Sukses

15-9-1440: Gilles de Rais, Sosok Pembunuh Berantai Pertama dalam Sejarah

Gilles de Rais adalah bangsawan yang punya reputasi besar di medan perang. Namun, ia juga dikenal sebagai pembunuh berantai.

Liputan6.com, Paris - Gilles de Rais adalah pahlawan dalam Perang Seratus Tahun, diangkat sebagai Marshal atau pangkat tertinggi dalam kemiliteran Prancis pada usia 25, dan berperang bersama panglima legendaris Joan of Arc.

Namun, pencapaiannya yang gilang-gemilang di medan perang tertutup oleh reputasinya yang mengerikan.
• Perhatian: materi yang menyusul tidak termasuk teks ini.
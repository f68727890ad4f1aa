//! Saved-project store: ownership-tagged CRUD over the `projects` table
//!
//! Ownership is the only access-control axis. Every read of fragment
//! contents and every mutation is keyed on `id` AND `owner_id` in a single
//! statement, so the ownership check and the act are atomic: a project
//! deleted concurrently between a caller's check and its mutation simply
//! makes the conditional statement touch zero rows.

use common::error::{StoreError, StoreResult};
use sqlx::PgPool;
use tracing::info;
use uuid::Uuid;

use crate::models::{NewProject, Project, ProjectSummary};

const PROJECT_COLUMNS: &str =
    "id, title, description, html_code, css_code, js_code, created_at, owner_id";

/// Repository over the `projects` table.
#[derive(Clone)]
pub struct ProjectRepository {
    pool: PgPool,
}

impl ProjectRepository {
    pub fn new(pool: PgPool) -> Self {
        Self { pool }
    }

    /// Persist a new project snapshot. Fragments are stored verbatim;
    /// title validation happens at the handler.
    pub async fn create(&self, new_project: &NewProject) -> StoreResult<Project> {
        info!("Saving project for owner: {}", new_project.owner_id);

        let project = sqlx::query_as::<_, Project>(&format!(
            r#"
            INSERT INTO projects (id, title, description, html_code, css_code, js_code, created_at, owner_id)
            VALUES (gen_random_uuid(), $1, $2, $3, $4, $5, now(), $6)
            RETURNING {PROJECT_COLUMNS}
            "#,
        ))
        .bind(&new_project.title)
        .bind(&new_project.description)
        .bind(&new_project.html_code)
        .bind(&new_project.css_code)
        .bind(&new_project.js_code)
        .bind(new_project.owner_id)
        .fetch_one(&self.pool)
        .await
        .map_err(StoreError::Query)?;

        Ok(project)
    }

    /// List the caller's own projects, newest first. Summary projection
    /// only: fragments are never included in bulk listings.
    pub async fn list_for_owner(&self, owner_id: Uuid) -> StoreResult<Vec<ProjectSummary>> {
        let summaries = sqlx::query_as::<_, ProjectSummary>(
            r#"
            SELECT id, title, description, created_at
            FROM projects
            WHERE owner_id = $1
            ORDER BY created_at DESC
            "#,
        )
        .bind(owner_id)
        .fetch_all(&self.pool)
        .await
        .map_err(StoreError::Query)?;

        Ok(summaries)
    }

    /// Fetch a project with its fragments, but only for its owner.
    ///
    /// `None` covers both "does not exist" and "exists but is not yours";
    /// the caller cannot tell them apart, and must not.
    pub async fn find_owned(&self, id: Uuid, owner_id: Uuid) -> StoreResult<Option<Project>> {
        let project = sqlx::query_as::<_, Project>(&format!(
            r#"
            SELECT {PROJECT_COLUMNS}
            FROM projects
            WHERE id = $1 AND owner_id = $2
            "#,
        ))
        .bind(id)
        .bind(owner_id)
        .fetch_optional(&self.pool)
        .await
        .map_err(StoreError::Query)?;

        Ok(project)
    }

    /// Rename or re-describe a project. Only title and description are
    /// mutable; fragments and owner are fixed at creation. A payload that
    /// omits the description leaves the stored one untouched.
    pub async fn update_meta(
        &self,
        id: Uuid,
        owner_id: Uuid,
        title: &str,
        description: Option<&str>,
    ) -> StoreResult<Option<Project>> {
        let project = sqlx::query_as::<_, Project>(&format!(
            r#"
            UPDATE projects
            SET title = $3, description = COALESCE($4, description)
            WHERE id = $1 AND owner_id = $2
            RETURNING {PROJECT_COLUMNS}
            "#,
        ))
        .bind(id)
        .bind(owner_id)
        .bind(title)
        .bind(description)
        .fetch_optional(&self.pool)
        .await
        .map_err(StoreError::Query)?;

        Ok(project)
    }

    /// Delete a project permanently. Returns whether a row was removed;
    /// `false` covers absent and foreign-owned alike.
    pub async fn delete(&self, id: Uuid, owner_id: Uuid) -> StoreResult<bool> {
        let result = sqlx::query(
            r#"
            DELETE FROM projects
            WHERE id = $1 AND owner_id = $2
            "#,
        )
        .bind(id)
        .bind(owner_id)
        .execute(&self.pool)
        .await
        .map_err(StoreError::Query)?;

        if result.rows_affected() > 0 {
            info!("Deleted project {}", id);
        }

        Ok(result.rows_affected() > 0)
    }
}
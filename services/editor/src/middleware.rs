//! Authentication guard for session-protected routes
//!
//! The guard resolves the `sid` cookie through the session manager and
//! attaches the identity snapshot to the request as explicit context. A
//! missing, expired, or corrupted session is uniformly anonymous and is
//! rejected here, before any store operation runs. Ownership enforcement
//! lives one layer down, folded into the project repository's conditional
//! statements.

use axum::{
    extract::{Request, State},
    middleware::Next,
    response::Response,
};
use axum_extra::extract::cookie::{Cookie, CookieJar, SameSite};

use crate::{error::ApiError, session::SESSION_COOKIE, AppState};

/// Reject the request unless it carries a valid session; on success, insert
/// the bound [`SessionUser`](crate::models::SessionUser) into the request
/// extensions for handlers to consume.
pub async fn require_session(
    State(state): State<AppState>,
    jar: CookieJar,
    mut req: Request,
    next: Next,
) -> Result<Response, ApiError> {
    let token = jar
        .get(SESSION_COOKIE)
        .map(|cookie| cookie.value().to_string())
        .ok_or(ApiError::Unauthorized)?;

    let user = state
        .sessions
        .validate(&token)
        .await?
        .ok_or(ApiError::Unauthorized)?;

    req.extensions_mut().insert(user);

    Ok(next.run(req).await)
}

/// Build the HTTP-only session cookie carrying the opaque token.
///
/// Not readable by page scripts and restricted to same-site requests. No
/// client-side expiry is set; the server-side TTL in the session store is
/// authoritative, and a stale cookie simply validates as anonymous.
pub fn session_cookie(token: String) -> Cookie<'static> {
    Cookie::build((SESSION_COOKIE, token))
        .path("/")
        .http_only(true)
        .same_site(SameSite::Lax)
        .build()
}

/// Build the removal cookie that clears the session cookie on logout.
pub fn clear_session_cookie() -> Cookie<'static> {
    Cookie::build((SESSION_COOKIE, ""))
        .path("/")
        .http_only(true)
        .same_site(SameSite::Lax)
        .build()
}

#[cfg(test)]
mod tests {
    use super::*;

    #[test]
    fn session_cookie_is_script_inaccessible() {
        let cookie = session_cookie("token-value".to_string());
        assert_eq!(cookie.name(), "sid");
        assert_eq!(cookie.value(), "token-value");
        assert_eq!(cookie.http_only(), Some(true));
        assert_eq!(cookie.same_site(), Some(SameSite::Lax));
        assert_eq!(cookie.path(), Some("/"));
    }

    #[test]
    fn clear_cookie_targets_the_same_name_and_path() {
        let cookie = clear_session_cookie();
        assert_eq!(cookie.name(), "sid");
        assert_eq!(cookie.value(), "");
        assert_eq!(cookie.path(), Some("/"));
    }
}
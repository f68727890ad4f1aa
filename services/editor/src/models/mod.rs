//! Data models for the editor service

pub mod project;
pub mod session;
pub mod user;

pub use project::{NewProject, Project, ProjectSummary};
pub use session::SessionUser;
pub use user::{NewUser, User};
Ia dituduh membunuh 150 anak di Prancis selama Abad ke-15. Gilles de Rais dianggap sebagai sosok pembunuh berantai pertama yang tercatat dalam sejarah.

Karier de Rais berakhir seiring meninggalnya Joan of Arc pada 1431. Pria itu menghabiskan banyak waktu di tempat tinggalnya yang luas. Ia adalah salah satu orang terkaya di Prancis Barat.

Namun, de Rais menghabiskan kekayaannya dengan sembrono. Ia membelanjakan uang dalam jumlah besar untuk membeli barang-barang dekorasi, banyak pelayan, kegiatan militer, pertunjukan musik, dan barang-barang seni.

Penjualan tanah leluhur untuk membiayai gaya hidup mewahnya membuat bangsawan itu berselisih paham dengan keluarga besarnya.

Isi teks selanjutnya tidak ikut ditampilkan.